◆ TRY IT
Every line below that includes the word "LoginForm" needs to be copied.

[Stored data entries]
————

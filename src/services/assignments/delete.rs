use actix_web::{HttpResponse, Result as ActixResult, http::StatusCode};
use tracing::{error, info};

use super::{AssignmentPath, load_assignment};
use crate::middlewares::RequestContext;
use crate::models::{
    FormErrors,
    assignments::{entities::Assignment, requests::DeleteAssignmentForm},
    courses::entities::Course,
};
use crate::utils::url::{assignment_url, course_url};
use crate::views::{self, AssignmentDeletePage};

const NOT_YOURS: &str = "You can not delete that.";

fn render_form(
    ctx: &RequestContext,
    status: StatusCode,
    owner: &str,
    course: Course,
    assignment: Assignment,
    form: DeleteAssignmentForm,
    errors: FormErrors,
) -> ActixResult<HttpResponse> {
    views::render_status(
        status,
        &AssignmentDeletePage {
            page: ctx.page(),
            action: assignment_url(owner, &course.title, &assignment.title, "delete"),
            back_url: course_url(owner, &course.title),
            course,
            assignment,
            form,
            errors,
        },
    )
}

pub async fn delete_page(
    ctx: &RequestContext,
    path: AssignmentPath<'_>,
) -> ActixResult<HttpResponse> {
    match load_assignment(ctx, &path, NOT_YOURS).await? {
        Ok((course, assignment)) => render_form(
            ctx,
            StatusCode::OK,
            path.owner,
            course,
            assignment,
            DeleteAssignmentForm::default(),
            FormErrors::default(),
        ),
        Err(resp) => Ok(resp),
    }
}

pub async fn delete_assignment(
    ctx: &RequestContext,
    path: AssignmentPath<'_>,
    form: DeleteAssignmentForm,
) -> ActixResult<HttpResponse> {
    let (course, assignment) = match load_assignment(ctx, &path, NOT_YOURS).await? {
        Ok(found) => found,
        Err(resp) => return Ok(resp),
    };
    let owner = path.owner;

    let mut errors = form.validate();
    if errors.field("title").is_empty() && form.title != assignment.title {
        errors.add("title", "That is not the title of this assignment.");
    }
    if !errors.is_empty() {
        return render_form(
            ctx,
            StatusCode::BAD_REQUEST,
            owner,
            course,
            assignment,
            form,
            errors,
        );
    }

    let back_url = course_url(owner, &course.title);
    match ctx.storage().delete_assignment(assignment.assignment_id).await {
        Ok(true) => {
            info!("User: {} - deleted assignment {}", owner, assignment.title);
            Ok(views::redirect_with_flash(
                &back_url,
                format!("Assignment {} deleted.", assignment.title),
            ))
        }
        Ok(false) => views::not_found(ctx.page()),
        Err(e) => {
            error!("Failed to delete assignment {}: {}", assignment.assignment_id, e);
            Ok(views::redirect_with_flash(
                &back_url,
                "There was an error deleting your assignment, please try again later.",
            ))
        }
    }
}
//! 登录检查中间件
//!
//! 必须位于 [`RequestScope`](super::RequestScope) 之内。未登录的请求直接返回登录页（401）。

use std::rc::Rc;

use actix_service::{Service, Transform};
use actix_web::{
    Error, HttpMessage,
    body::EitherBody,
    dev::{ServiceRequest, ServiceResponse},
    http::StatusCode,
};
use futures_util::future::{LocalBoxFuture, Ready, ready};
use tracing::info;

use super::RequestContext;
use crate::models::FormErrors;
use crate::models::auth::requests::LoginForm;
use crate::views::{self, LoginPage, PageContext};

#[derive(Clone)]
pub struct RequireLogin;

impl<S, B> Transform<S, ServiceRequest> for RequireLogin
where
    S: Service<ServiceRequest, Response = ServiceResponse<B>, Error = Error> + 'static,
    B: 'static,
{
    type Response = ServiceResponse<EitherBody<B>>;
    type Error = Error;
    type InitError = ();
    type Transform = RequireLoginMiddleware<S>;
    type Future = Ready<Result<Self::Transform, Self::InitError>>;

    fn new_transform(&self, service: S) -> Self::Future {
        ready(Ok(RequireLoginMiddleware {
            service: Rc::new(service),
        }))
    }
}

pub struct RequireLoginMiddleware<S> {
    service: Rc<S>,
}

impl<S, B> Service<ServiceRequest> for RequireLoginMiddleware<S>
where
    S: Service<ServiceRequest, Response = ServiceResponse<B>, Error = Error> + 'static,
    B: 'static,
{
    type Response = ServiceResponse<EitherBody<B>>;
    type Error = Error;
    type Future = LocalBoxFuture<'static, Result<Self::Response, Self::Error>>;

    fn poll_ready(
        &self,
        ctx: &mut std::task::Context<'_>,
    ) -> std::task::Poll<Result<(), Self::Error>> {
        self.service.poll_ready(ctx)
    }

    fn call(&self, req: ServiceRequest) -> Self::Future {
        let srv = self.service.clone();
        Box::pin(async move {
            let page = {
                let extensions = req.extensions();
                match extensions.get::<RequestContext>() {
                    Some(ctx) if ctx.user().is_some() => None,
                    Some(ctx) => Some(ctx.page()),
                    None => Some(PageContext::default()),
                }
            };

            let Some(page) = page else {
                return Ok(srv.call(req).await?.map_into_left_body());
            };

            info!("Unauthenticated request to {}", req.path());
            let response = views::render_status(
                StatusCode::UNAUTHORIZED,
                &LoginPage {
                    page: page.with_message("Please log in to access this page."),
                    form: LoginForm::default(),
                    errors: FormErrors::default(),
                    error: None,
                },
            )?;
            Ok(req.into_response(response.map_into_right_body()))
        })
    }
}
//! 路径片段编码

/// 对单个路径片段做百分号编码（保留 RFC 3986 unreserved 字符）
pub fn path_segment(value: &str) -> String {
    let mut out = String::with_capacity(value.len());
    for byte in value.bytes() {
        match byte {
            b'A'..=b'Z' | b'a'..=b'z' | b'0'..=b'9' | b'-' | b'_' | b'.' | b'~' => {
                out.push(byte as char)
            }
            _ => out.push_str(&format!("%{byte:02X}")),
        }
    }
    out
}

/// 用户主页 `/{username}/`
pub fn user_url(username: &str) -> String {
    format!("/{}/", path_segment(username))
}

/// 课程主页 `/{username}/{course}/`
pub fn course_url(instructor: &str, title: &str) -> String {
    format!("/{}/{}/", path_segment(instructor), path_segment(title))
}

/// 作业操作 `/{username}/{course}/{assignment}/{action}`
pub fn assignment_url(instructor: &str, course: &str, assignment: &str, action: &str) -> String {
    format!(
        "{}{}/{}",
        course_url(instructor, course),
        path_segment(assignment),
        action
    )
}

#[cfg(test)]
mod tests {
    use super::*;

    #[test]
    fn test_plain_segment_unchanged() {
        assert_eq!(path_segment("test_course"), "test_course");
    }

    #[test]
    fn test_reserved_characters_encoded() {
        assert_eq!(path_segment("Intro to C"), "Intro%20to%20C");
        assert_eq!(path_segment("a/b"), "a%2Fb");
        assert_eq!(path_segment("é"), "%C3%A9");
    }

    #[test]
    fn test_urls() {
        assert_eq!(user_url("derp"), "/derp/");
        assert_eq!(course_url("derp", "Intro C"), "/derp/Intro%20C/");
        assert_eq!(
            assignment_url("derp", "test_course", "test_asn", "edit"),
            "/derp/test_course/test_asn/edit"
        );
    }
}
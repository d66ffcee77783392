mod common;

use chrono::NaiveDate;
use codeta::config::TitleScope;
use codeta::entity::CountRow;
use codeta::errors::CodetaError;
use codeta::models::assignments::requests::{CreateAssignmentRequest, UpdateAssignmentRequest};
use codeta::models::users::requests::UpdateUserRequest;
use codeta::storage::QueryError;
use common::{course_request, memory_provider, seed_course, seed_user, storage_for, user_request};

#[tokio::test]
async fn test_uncommitted_statement_is_discarded_on_close() {
    let provider = memory_provider().await;

    let session = provider.open_session();
    let affected = session
        .execute(
            "insert into users (username, password, email, first_name, last_name) \
             values ($1, $2, $3, $4, $5)",
            vec![
                "ghost".into(),
                "x".into(),
                "ghost@codeta_test.com".into(),
                "G".into(),
                "H".into(),
            ],
        )
        .await
        .unwrap();
    assert_eq!(affected, 1);
    assert!(session.is_open().await);
    session.close().await;
    assert!(!session.is_open().await);

    let (session, storage) = storage_for(&provider);
    assert!(storage.get_user_by_username("ghost").await.unwrap().is_none());
    session.close().await;
}

#[tokio::test]
async fn test_committed_statement_survives_close() {
    let provider = memory_provider().await;

    let session = provider.open_session();
    session
        .execute_and_commit(
            "insert into users (username, password, email, first_name, last_name) \
             values ($1, $2, $3, $4, $5)",
            vec![
                "derp".into(),
                "x".into(),
                "derp@codeta_test.com".into(),
                "D".into(),
                "P".into(),
            ],
        )
        .await
        .unwrap();
    session.close().await;

    let (session, storage) = storage_for(&provider);
    assert_eq!(storage.count_users().await.unwrap(), 1);
    assert!(storage.username_exists("derp").await.unwrap());
    session.close().await;
}

#[tokio::test]
async fn test_unique_violation_is_constraint_violation() {
    let provider = memory_provider().await;
    seed_user(&provider, "test_instructor").await;

    let (session, storage) = storage_for(&provider);
    let err = storage
        .create_user(user_request("test_instructor"))
        .await
        .unwrap_err();
    assert!(matches!(err, CodetaError::ConstraintViolation(_)));
    // 失败的语句回滚后会话仍可继续使用
    assert!(!session.is_open().await);
    assert_eq!(storage.count_users().await.unwrap(), 1);
    session.close().await;
}

#[tokio::test]
async fn test_executor_constraint_violation() {
    let provider = memory_provider().await;
    seed_user(&provider, "derp").await;

    let session = provider.open_session();
    let err = session
        .execute(
            "insert into users (username, password, email, first_name, last_name) \
             values ($1, 'x', 'e', 'f', 'l')",
            vec!["derp".into()],
        )
        .await
        .unwrap_err();
    assert!(matches!(err, QueryError::ConstraintViolation(_)));
    session.close().await;
}

#[tokio::test]
async fn test_fetch_one_without_rows() {
    let provider = memory_provider().await;
    let session = provider.open_session();

    let err = session
        .fetch_one::<CountRow>(
            "select user_id as count from users where username = $1",
            vec!["nobody".into()],
        )
        .await
        .unwrap_err();
    assert!(matches!(err, QueryError::NoRows));

    let row: CountRow = session
        .fetch_one("select count(*) as count from users", vec![])
        .await
        .unwrap();
    assert_eq!(row.count, 0);
    session.close().await;
}

#[tokio::test]
async fn test_fetch_mapped_keeps_column_order() {
    let provider = memory_provider().await;
    seed_user(&provider, "derp").await;

    let session = provider.open_session();
    let rows = session
        .fetch_mapped(
            "select username, first_name, user_id from users order by username",
            vec![],
        )
        .await
        .unwrap();
    assert_eq!(rows.len(), 1);
    let columns: Vec<&str> = rows[0].keys().map(String::as_str).collect();
    assert_eq!(columns, ["username", "first_name", "user_id"]);
    assert_eq!(rows[0]["username"], "derp");
    session.close().await;
}

#[tokio::test]
async fn test_update_user_keeps_unset_fields() {
    let provider = memory_provider().await;
    let user = seed_user(&provider, "derp").await;

    let (session, storage) = storage_for(&provider);
    let updated = storage
        .update_user(
            user.user_id,
            UpdateUserRequest {
                first_name: Some("Ada".into()),
                ..Default::default()
            },
        )
        .await
        .unwrap()
        .unwrap();
    assert_eq!(updated.first_name, "Ada");
    assert_eq!(updated.last_name, user.last_name);
    assert_eq!(updated.email, user.email);
    session.close().await;
}

#[tokio::test]
async fn test_course_title_scope() {
    let provider = memory_provider().await;
    let first = seed_user(&provider, "test_instructor").await;
    let second = seed_user(&provider, "other_instructor").await;
    seed_course(&provider, &first, "test_course").await;

    let (session, storage) = storage_for(&provider);
    assert!(storage
        .course_title_exists(first.user_id, "test_course", TitleScope::Instructor)
        .await
        .unwrap());
    assert!(!storage
        .course_title_exists(second.user_id, "test_course", TitleScope::Instructor)
        .await
        .unwrap());
    assert!(storage
        .course_title_exists(second.user_id, "test_course", TitleScope::Global)
        .await
        .unwrap());
    session.close().await;
}

#[tokio::test]
async fn test_course_listings_and_enrollment() {
    let provider = memory_provider().await;
    let instructor = seed_user(&provider, "test_instructor").await;
    let student = seed_user(&provider, "test_student").await;
    let course = seed_course(&provider, &instructor, "test_course").await;

    let (session, storage) = storage_for(&provider);
    assert!(storage
        .is_instructor(instructor.user_id, course.course_id)
        .await
        .unwrap());
    assert!(!storage.is_enrolled(course.course_id, student.user_id).await.unwrap());

    storage
        .enroll_student(course.course_id, student.user_id)
        .await
        .unwrap();
    assert!(storage.is_enrolled(course.course_id, student.user_id).await.unwrap());

    let teaching = storage.list_instructor_courses(instructor.user_id).await.unwrap();
    assert_eq!(teaching.len(), 1);
    assert_eq!(teaching[0].instructor, "test_instructor");
    assert_eq!(teaching[0].url(), "/test_instructor/test_course/");

    let enrolled = storage.list_student_courses(student.user_id).await.unwrap();
    assert_eq!(enrolled.len(), 1);
    assert_eq!(enrolled[0].course_id, course.course_id);

    let roster = storage.list_course_students(course.course_id).await.unwrap();
    assert_eq!(roster.len(), 1);
    assert_eq!(roster[0].username, "test_student");

    // 重复选课违反主键
    let err = storage
        .enroll_student(course.course_id, student.user_id)
        .await
        .unwrap_err();
    assert!(matches!(err, CodetaError::ConstraintViolation(_)));
    session.close().await;
}

#[tokio::test]
async fn test_assignment_lifecycle() {
    let provider = memory_provider().await;
    let instructor = seed_user(&provider, "test_instructor").await;
    let course = seed_course(&provider, &instructor, "test_course").await;

    let (session, storage) = storage_for(&provider);
    let due = NaiveDate::from_ymd_opt(2014, 5, 4)
        .and_then(|d| d.and_hms_opt(23, 59, 59))
        .unwrap();
    let created = storage
        .create_assignment(CreateAssignmentRequest {
            course_id: course.course_id,
            title: "test_asn".into(),
            description: "This is a test course".into(),
            due_date: Some(due),
            points_possible: 100,
        })
        .await
        .unwrap();

    let found = storage
        .get_course_assignment(course.course_id, "test_asn")
        .await
        .unwrap()
        .unwrap();
    assert_eq!(found, created);
    assert_eq!(found.due_display(), "2014-05-04 23:59:59");

    let updated = storage
        .update_assignment(
            created.assignment_id,
            UpdateAssignmentRequest {
                title: "test_asn_2".into(),
                description: "Updated".into(),
                due_date: None,
                points_possible: 50,
            },
        )
        .await
        .unwrap()
        .unwrap();
    assert_eq!(updated.title, "test_asn_2");
    assert_eq!(updated.due_date, None);

    assert!(storage.delete_assignment(created.assignment_id).await.unwrap());
    assert!(storage
        .list_course_assignments(course.course_id)
        .await
        .unwrap()
        .is_empty());
    session.close().await;
}

#[tokio::test]
async fn test_delete_course_removes_dependents() {
    let provider = memory_provider().await;
    let instructor = seed_user(&provider, "test_instructor").await;
    let student = seed_user(&provider, "test_student").await;

    let (session, storage) = storage_for(&provider);
    let course = storage
        .create_course(course_request(instructor.user_id, "test_course"))
        .await
        .unwrap();
    storage
        .enroll_student(course.course_id, student.user_id)
        .await
        .unwrap();
    storage
        .create_assignment(CreateAssignmentRequest {
            course_id: course.course_id,
            title: "test_asn".into(),
            description: "d".into(),
            due_date: None,
            points_possible: 10,
        })
        .await
        .unwrap();

    assert!(storage.delete_course(course.course_id).await.unwrap());
    assert!(storage.get_course(course.course_id).await.unwrap().is_none());
    assert!(storage
        .list_student_courses(student.user_id)
        .await
        .unwrap()
        .is_empty());
    assert!(storage
        .list_course_assignments(course.course_id)
        .await
        .unwrap()
        .is_empty());
    assert!(!storage.delete_course(course.course_id).await.unwrap());
    session.close().await;
}
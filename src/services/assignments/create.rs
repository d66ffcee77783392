use actix_web::{HttpResponse, Result as ActixResult, http::StatusCode};
use tracing::{error, info};

use super::DUPLICATE_TITLE;
use crate::errors::CodetaError;
use crate::middlewares::RequestContext;
use crate::models::{
    FormErrors,
    assignments::requests::AssignmentForm,
    courses::entities::Course,
};
use crate::services::{CourseGate, course_for_instructor, deny};
use crate::utils::url::course_url;
use crate::views::{self, AssignmentFormPage};

const NOT_YOURS: &str = "You can not create an assignment here.";

fn render_form(
    ctx: &RequestContext,
    status: StatusCode,
    owner: &str,
    course: Course,
    form: AssignmentForm,
    errors: FormErrors,
) -> ActixResult<HttpResponse> {
    let back_url = course_url(owner, &course.title);
    views::render_status(
        status,
        &AssignmentFormPage {
            page: ctx.page(),
            heading: format!("New assignment for {}", course.title),
            action: format!("{back_url}new"),
            back_url,
            course,
            form,
            errors,
        },
    )
}

pub async fn new_page(ctx: &RequestContext, owner: &str, title: &str) -> ActixResult<HttpResponse> {
    let storage = ctx.storage();
    match course_for_instructor(ctx, &storage, owner, title).await? {
        CourseGate::Allowed(course) => render_form(
            ctx,
            StatusCode::OK,
            owner,
            course,
            AssignmentForm::default(),
            FormErrors::default(),
        ),
        CourseGate::NotFound => views::not_found(ctx.page()),
        CourseGate::Denied => Ok(deny(ctx, NOT_YOURS)),
    }
}

pub async fn create_assignment(
    ctx: &RequestContext,
    owner: &str,
    title: &str,
    form: AssignmentForm,
) -> ActixResult<HttpResponse> {
    let storage = ctx.storage();
    let course = match course_for_instructor(ctx, &storage, owner, title).await? {
        CourseGate::Allowed(course) => course,
        CourseGate::NotFound => return views::not_found(ctx.page()),
        CourseGate::Denied => return Ok(deny(ctx, NOT_YOURS)),
    };

    let request = match form.parse(course.course_id) {
        Ok(request) => request,
        Err(errors) => {
            return render_form(ctx, StatusCode::BAD_REQUEST, owner, course, form, errors);
        }
    };

    if storage
        .get_course_assignment(course.course_id, &request.title)
        .await?
        .is_some()
    {
        let mut errors = FormErrors::default();
        errors.add("title", DUPLICATE_TITLE);
        return render_form(ctx, StatusCode::CONFLICT, owner, course, form, errors);
    }

    let back_url = course_url(owner, &course.title);
    match storage.create_assignment(request).await {
        Ok(assignment) => {
            info!(
                "User: {} - created assignment {} in {}",
                owner, assignment.title, course.title
            );
            Ok(views::redirect_with_flash(
                &back_url,
                format!("Assignment {} created.", assignment.title),
            ))
        }
        Err(CodetaError::ConstraintViolation(_)) => {
            let mut errors = FormErrors::default();
            errors.add("title", DUPLICATE_TITLE);
            render_form(ctx, StatusCode::CONFLICT, owner, course, form, errors)
        }
        Err(e) => {
            error!("Failed to create assignment in {}: {}", course.course_id, e);
            Ok(views::redirect_with_flash(
                &back_url,
                "There was an error adding your assignment, please try again later.",
            ))
        }
    }
}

————

◆ SOLUTION BELOW
use crate::models::auth::requests::LoginForm;
                    form: LoginForm::default(),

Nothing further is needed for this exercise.